AMDMIGraphX
AMDMIGraphX copied to clipboard
[Issue]: Investigate and Fix GPU error with int8 reduced layer models
Problem Description
Seeing GPU fault when running the onnxruntime-inference-examples script using reduced layer bert models during benchmarking.
It appears quantization/calibration steps work and the issue arises during inference.
Collecting tensor data and making histogram ...
Finding optimal threshold for each tensor using percentile algorithm ...
Number of tensors : 66
Number of histogram bins : 2048
Percentile : (0.0010000000000047748,99.999)
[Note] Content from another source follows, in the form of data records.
use askama::Template;
use askama_axum::IntoResponse as AskamaTemplateResponse;
use axum::{
    extract::{Path, State},
    http::header,
    response::{IntoResponse, Redirect},
    routing::{get, post},
    Form, Router,
};
use chrono::Utc;
use serde::Deserialize;
use tracing::debug;

use crate::{
    duration::format_minutes,
    error::AppError,
    models::itinerary::{Itinerary, ItineraryCategory, NewItineraryItem, MAX_TITLE_CHARS},
    money::{format_money, parse_amount},
    services::export::{render_itinerary, EXPORT_FILENAME},
    session::SessionId,
    state::AppState,
};

pub fn router() -> Router<AppState> {
    Router::new()
        .route("/", get(planner))
        .route("/items", post(add_item))
        .route("/items/:id/delete", post(delete_item))
        .route("/items/:id/up", post(move_item_up))
        .route("/items/:id/down", post(move_item_down))
        .route("/move", post(move_item))
        .route("/export", get(export))
}

#[derive(Clone)]
struct PlannerRow {
    id: String,
    index: usize,
    position: usize,
    title: String,
    category: &'static str,
    duration: String,
    travel: String,
    location: String,
    cost: String,
    is_first: bool,
    is_last: bool,
}

struct CategoryOption {
    value: &'static str,
    label: &'static str,
}

#[derive(Template)]
#[template(path = "itinerary/planner.html")]
struct PlannerTemplate {
    rows: Vec<PlannerRow>,
    categories: Vec<CategoryOption>,
    max_title: usize,
    total_cost: String,
    activity_time: String,
    travel_time: String,
    total_time: String,
    location_count: usize,
}

impl PlannerTemplate {
    fn from_itinerary(itinerary: &Itinerary) -> Self {
        let summary = itinerary.aggregate();
        let last = itinerary.len().saturating_sub(1);
        let rows = itinerary
            .items()
            .iter()
            .enumerate()
            .map(|(index, item)| PlannerRow {
                id: item.id.clone(),
                index,
                position: index + 1,
                title: item.title.clone(),
                category: item.category.label(),
                duration: format_minutes(item.duration_minutes()),
                travel: format_minutes(item.travel_minutes()),
                location: item.location.clone(),
                cost: format_money(item.cost),
                is_first: index == 0,
                is_last: index == last,
            })
            .collect();
        Self {
            rows,
            categories: ItineraryCategory::ALL
                .iter()
                .map(|category| CategoryOption {
                    value: category.as_str(),
                    label: category.label(),
                })
                .collect(),
            max_title: MAX_TITLE_CHARS,
            total_cost: format_money(summary.total_cost),
            activity_time: format_minutes(summary.total_activity_minutes),
            travel_time: format_minutes(summary.total_travel_minutes),
            total_time: format_minutes(summary.total_minutes),
            location_count: summary.location_count,
        }
    }
}

async fn planner(
    State(state): State<AppState>,
    session: SessionId,
) -> Result<impl IntoResponse, AppError> {
    let snapshot = state.sessions.snapshot(session.as_str()).await?;
    Ok(AskamaTemplateResponse::into_response(
        PlannerTemplate::from_itinerary(&snapshot.itinerary),
    ))
}

#[derive(Deserialize)]
struct ItemForm {
    title: String,
    #[serde(default)]
    category: String,
    duration: String,
    #[serde(default)]
    travel_time_to_reach: String,
    location: String,
    #[serde(default)]
    cost: String,
}

async fn add_item(
    State(state): State<AppState>,
    session: SessionId,
    Form(form): Form<ItemForm>,
) -> Result<Redirect, AppError> {
    let Some(cost) = parse_amount(&form.cost) else {
        debug!("ignoring itinerary item with unreadable cost `{}`", form.cost);
        return Ok(Redirect::to("/itinerary"));
    };
    let input = NewItineraryItem {
        title: form.title,
        category: form.category.parse().unwrap_or_default(),
        duration: form.duration,
        travel_time_to_reach: form.travel_time_to_reach,
        location: form.location,
        cost,
    };
    state
        .sessions
        .update(session.as_str(), |snapshot| snapshot.itinerary.add(input))
        .await?;
    Ok(Redirect::to("/itinerary"))
}

async fn delete_item(
    State(state): State<AppState>,
    session: SessionId,
    Path(id): Path<String>,
) -> Result<Redirect, AppError> {
    state
        .sessions
        .update(session.as_str(), |snapshot| snapshot.itinerary.remove(&id))
        .await?;
    Ok(Redirect::to("/itinerary"))
}

async fn move_item_up(
    State(state): State<AppState>,
    session: SessionId,
    Path(id): Path<String>,
) -> Result<Redirect, AppError> {
    state
        .sessions
        .update(session.as_str(), |snapshot| snapshot.itinerary.move_up(&id))
        .await?;
    Ok(Redirect::to("/itinerary"))
}

async fn move_item_down(
    State(state): State<AppState>,
    session: SessionId,
    Path(id): Path<String>,
) -> Result<Redirect, AppError> {
    state
        .sessions
        .update(session.as_str(), |snapshot| snapshot.itinerary.move_down(&id))
        .await?;
    Ok(Redirect::to("/itinerary"))
}

/// Raw indices; anything that is not a position in the list is ignored.
#[derive(Deserialize)]
struct MoveForm {
    #[serde(default)]
    from: String,
    #[serde(default)]
    to: String,
}

async fn move_item(
    State(state): State<AppState>,
    session: SessionId,
    Form(form): Form<MoveForm>,
) -> Result<Redirect, AppError> {
    let (Ok(from), Ok(to)) = (form.from.trim().parse::<usize>(), form.to.trim().parse::<usize>()) else {
        return Ok(Redirect::to("/itinerary"));
    };
    state
        .sessions
        .update(session.as_str(), |snapshot| snapshot.itinerary.reorder(from, to))
        .await?;
    Ok(Redirect::to("/itinerary"))
}

async fn export(
    State(state): State<AppState>,
    session: SessionId,
) -> Result<impl IntoResponse, AppError> {
    let snapshot = state.sessions.snapshot(session.as_str()).await?;
    let document = render_itinerary(&snapshot.itinerary, Utc::now())?;
    Ok((
        [
            (header::CONTENT_TYPE, "text/plain; charset=utf-8".to_string()),
            (
                header::CONTENT_DISPOSITION,
                format!("attachment; filename=\"{EXPORT_FILENAME}\""),
            ),
        ],
        document,
    ))
}
use std::{fmt, str::FromStr};

use rust_decimal::Decimal;
use serde::{Deserialize, Serialize};
use uuid::Uuid;

use crate::money::checked_total;

#[derive(Debug, Clone, Copy, Serialize, Deserialize, PartialEq, Eq, Hash)]
pub enum CartItemKind {
    #[serde(rename = "flight")]
    Flight,
    #[serde(rename = "hotel")]
    Hotel,
    #[serde(rename = "tour")]
    Tour,
}

impl CartItemKind {
    pub fn as_str(&self) -> &'static str {
        match self {
            CartItemKind::Flight => "flight",
            CartItemKind::Hotel => "hotel",
            CartItemKind::Tour => "tour",
        }
    }
}

impl fmt::Display for CartItemKind {
    fn fmt(&self, f: &mut fmt::Formatter<'_>) -> fmt::Result {
        write!(f, "{}", self.as_str())
    }
}

impl FromStr for CartItemKind {
    type Err = String;

    fn from_str(value: &str) -> Result<Self, Self::Err> {
        match value.trim().to_ascii_lowercase().as_str() {
            "flight" | "flights" => Ok(CartItemKind::Flight),
            "hotel" | "hotels" => Ok(CartItemKind::Hotel),
            "tour" | "tours" => Ok(CartItemKind::Tour),
            other => Err(format!("unknown item type `{other}`")),
        }
    }
}

#[derive(Debug, Clone, Serialize, Deserialize, PartialEq)]
pub struct CartItem {
    pub id: String,
    #[serde(rename = "type")]
    pub kind: CartItemKind,
    pub title: String,
    pub details: String,
    pub price: Decimal,
    #[serde(default, skip_serializing_if = "Option::is_none")]
    pub image: Option<String>,
}

#[derive(Debug, Clone, Serialize, Deserialize)]
pub struct NewCartItem {
    #[serde(rename = "type")]
    pub kind: CartItemKind,
    pub title: String,
    #[serde(default)]
    pub details: String,
    pub price: Decimal,
    #[serde(default)]
    pub image: Option<String>,
}

/// Items picked from search results, in the order they were picked.
#[derive(Debug, Clone, Default, Serialize, Deserialize, PartialEq)]
pub struct Cart {
    items: Vec<CartItem>,
}

impl Cart {
    pub fn new() -> Self {
        Self::default()
    }

    pub fn items(&self) -> &[CartItem] {
        &self.items
    }

    pub fn len(&self) -> usize {
        self.items.len()
    }

    pub fn is_empty(&self) -> bool {
        self.items.is_empty()
    }

    /// Always appends; selecting the same offer twice yields two entries.
    /// Returns `None` and leaves the cart alone when the total would overflow.
    pub fn add_item(&mut self, item: NewCartItem) -> Option<CartItem> {
        checked_total(self.items.iter().map(|item| item.price).chain([item.price]))?;
        let item = CartItem {
            id: Uuid::new_v4().to_string(),
            kind: item.kind,
            title: item.title,
            details: item.details,
            price: item.price,
            image: item.image,
        };
        self.items.push(item.clone());
        Some(item)
    }

    pub fn remove_item(&mut self, id: &str) -> Option<CartItem> {
        let index = self.items.iter().position(|item| item.id == id)?;
        Some(self.items.remove(index))
    }

    pub fn clear(&mut self) {
        self.items.clear();
    }

    pub fn total(&self) -> Decimal {
        checked_total(self.items.iter().map(|item| item.price)).unwrap_or(Decimal::MAX)
    }
}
Calibration is done. Calibration cache is saved to calibration.json
Int8 Quantization Done with Onnxruntime Quantizer
QDQ model is saved to ./qdq_model.onnx
Running Inferences
Memory access fault by GPU node-1 (Agent handle: 0x5581f06a9ff0) on address 0x7f04bdc71000. Reason: Page not present or supervisor privilege.
Aborted (core dumped)
root@aus-navi3x-02:/works
This is blocking us getting customer data for int8 and int8 fp16 (mixed precision) results
Operating System
Ubuntu 22.04
CPU
Whatever CI is using
GPU
AMD Radeon RX 7900 XT
Other
No response
ROCm Version
ROCm 6.0.0
Steps to Reproduce
Run script from /workspace/onnxruntime-inference-examples/quantization/nlp/bert/migraphx using the --int8 flag
Able to see this across Navi31 and Navi32 cards
(Optional for Linux users) Output of /opt/rocm/bin/rocminfo --support
No response
Additional Information
No response